DOI: 10.1016/j.srhc.2024.101045
Abstrakt: Background: There is a lack of knowledge in Swedish healthcare regarding correlations of exposure to intimate partner violence (IPV) from before to during pregnancy, and associated factors as well as pregnant women's perceptions related to screening for IPV in healthcare settings. The frequency of women exposed to IPV during pregnancy is difficult to establish as it is reported at different rates across different studies, depending on the definitions and screening strategies used.
Aims: 1. Describe prevalence of IPV experienced by pregnant women. 2. Investigate changes in IPV exposure before and during pregnancy. 3. Examine frequency of screening and women's opportunities and willingness to talk about IPV exposure.
Methods: A cross-sectional survey in Stockholm, Sweden.
Findings: 6.2 % of women (n = 202) reported exposure to IPV before pregnancy and 2.1 % (n = 72) reported exposure during pregnancy, of these, sixteen women reported exposure only during pregnancy. There were significant associations between exposure to IPV and symptoms of depression, age, living situations and employment status. Sixty-four percent of the exposed women were asked about violence in healthcare settings.
Discussion: An important finding was that the frequency of IPV decreased from before to during pregnancy. The reasons for this are unknown but may be multi-factorial.
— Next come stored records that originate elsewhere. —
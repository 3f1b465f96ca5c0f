//! Target - タグまたは ID によるタスクの絞り込み
//!
//! # 選択規則
//! - Target が空なら全タスク
//! - タグのどれか、または ID のどれかに一致すれば選択（OR）
//! - 選択結果は設定順を保つ

use std::collections::BTreeSet;

use serde::{Deserialize, Serialize};

use super::errors::OverseerError;
use super::task::Task;

/// Target は選択条件。空なら「全タスク」
#[derive(Debug, Clone, Default, PartialEq, Eq, Serialize, Deserialize)]
pub struct Target {
    /// 選択するタグ
    #[serde(default)]
    pub tags: BTreeSet<String>,
    /// 選択するタスク ID
    #[serde(default)]
    pub ids: BTreeSet<String>,
}

impl Target {
    /// タグと ID から Target を作成
    pub fn new<T, I>(tags: T, ids: I) -> Self
    where
        T: IntoIterator,
        T::Item: Into<String>,
        I: IntoIterator,
        I::Item: Into<String>,
    {
        Self {
            tags: tags.into_iter().map(Into::into).collect(),
            ids: ids.into_iter().map(Into::into).collect(),
        }
    }

    /// 条件が何もないか（= 全タスク）
    pub fn is_empty(&self) -> bool {
        self.tags.is_empty() && self.ids.is_empty()
    }

    /// 空白だけのタグ・ID を InvalidTarget として拒否
    pub fn validate(&self) -> Result<(), OverseerError> {
        if self.tags.iter().any(|t| t.trim().is_empty()) {
            return Err(OverseerError::InvalidTarget("empty tag".to_string()));
        }
        if self.ids.iter().any(|id| id.trim().is_empty()) {
            return Err(OverseerError::InvalidTarget("empty task id".to_string()));
        }
        Ok(())
    }

    /// `task` がこの Target に一致するか
    pub fn matches(&self, task: &Task) -> bool {
        self.is_empty()
            || self.ids.contains(task.id().as_str())
            || task.tags().iter().any(|tag| self.tags.contains(tag))
    }

    /// `tasks` を一致するものだけに絞る（順序は保つ）
    ///
    /// # エラー
    /// - `InvalidTarget`: Target が不正
    /// - `NoTasksConfigured`: `tasks` が空
    /// - `NoTasksSelected`: 一致するタスクがない
    pub fn select(&self, tasks: &[Task]) -> Result<Vec<Task>, OverseerError> {
        self.validate()?;
        if tasks.is_empty() {
            return Err(OverseerError::NoTasksConfigured);
        }

        let selected: Vec<Task> = tasks.iter().filter(|t| self.matches(t)).cloned().collect();
        if selected.is_empty() {
            return Err(OverseerError::NoTasksSelected {
                tags: self.tags.iter().cloned().collect(),
                ids: self.ids.iter().cloned().collect(),
            });
        }
        Ok(selected)
    }
}

#[cfg(test)]
mod tests {
    use super::*;
    use crate::domain::TaskId;
    use rstest::rstest;

    fn task(id: &str, tags: &[&str]) -> Task {
        Task::new(TaskId::new(id).unwrap(), tags.iter().copied(), "SELECT 1")
    }

    fn tasks() -> Vec<Task> {
        vec![
            task("a", &["x"]),
            task("b", &["y"]),
            task("c", &["x", "z"]),
            task("d", &[]),
        ]
    }

    fn ids(selected: &[Task]) -> Vec<&str> {
        selected.iter().map(|t| t.id().as_str()).collect()
    }

    #[rstest]
    #[case(Target::new(["x"], Vec::<String>::new()), vec!["a", "c"])]
    #[case(Target::new(Vec::<String>::new(), ["d", "b"]), vec!["b", "d"])]
    #[case(Target::new(["z"], ["a"]), vec!["a", "c"])]
    #[case(Target::new(["y", "nope"], Vec::<String>::new()), vec!["b"])]
    fn selects_matching_subset_in_order(#[case] target: Target, #[case] expected: Vec<&str>) {
        let all = tasks();
        let selected = target.select(&all).unwrap();
        assert_eq!(ids(&selected), expected);
    }

    #[test]
    fn empty_target_selects_everything() {
        let all = tasks();
        let selected = Target::default().select(&all).unwrap();
        assert_eq!(selected, all);
    }

    #[test]
    fn no_match_is_an_error() {
        let err = Target::new(["typo"], Vec::<String>::new())
            .select(&tasks())
            .unwrap_err();
        assert!(matches!(
            err,
            OverseerError::NoTasksSelected { ref tags, .. } if tags == &vec!["typo".to_string()]
        ));
    }

    #[test]
    fn no_candidates_is_distinct_from_no_match() {
        let err = Target::new(["x"], Vec::<String>::new())
            .select(&[])
            .unwrap_err();
        assert!(matches!(err, OverseerError::NoTasksConfigured));
    }

    #[rstest]
    #[case(Target::new([""], Vec::<String>::new()))]
    #[case(Target::new(Vec::<String>::new(), ["  "]))]
    fn blank_criteria_are_invalid(#[case] target: Target) {
        assert!(matches!(
            target.select(&tasks()),
            Err(OverseerError::InvalidTarget(_))
        ));
    }
}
Conclusion: Our investigation provides crucial insights into IPV during pregnancy. Results highlight that relying solely on prevalence rates is inadequate to understand the complexity of IPV exposure related to pregnancy. Screening for IPV and understanding how women perceive and disclose their exposure is complex yet vital for midwives in antenatal care.
Competing Interests: Declaration of competing interest The authors declare that they have no known competing financial interests or personal relationships that could have appeared to influence the work reported in this paper.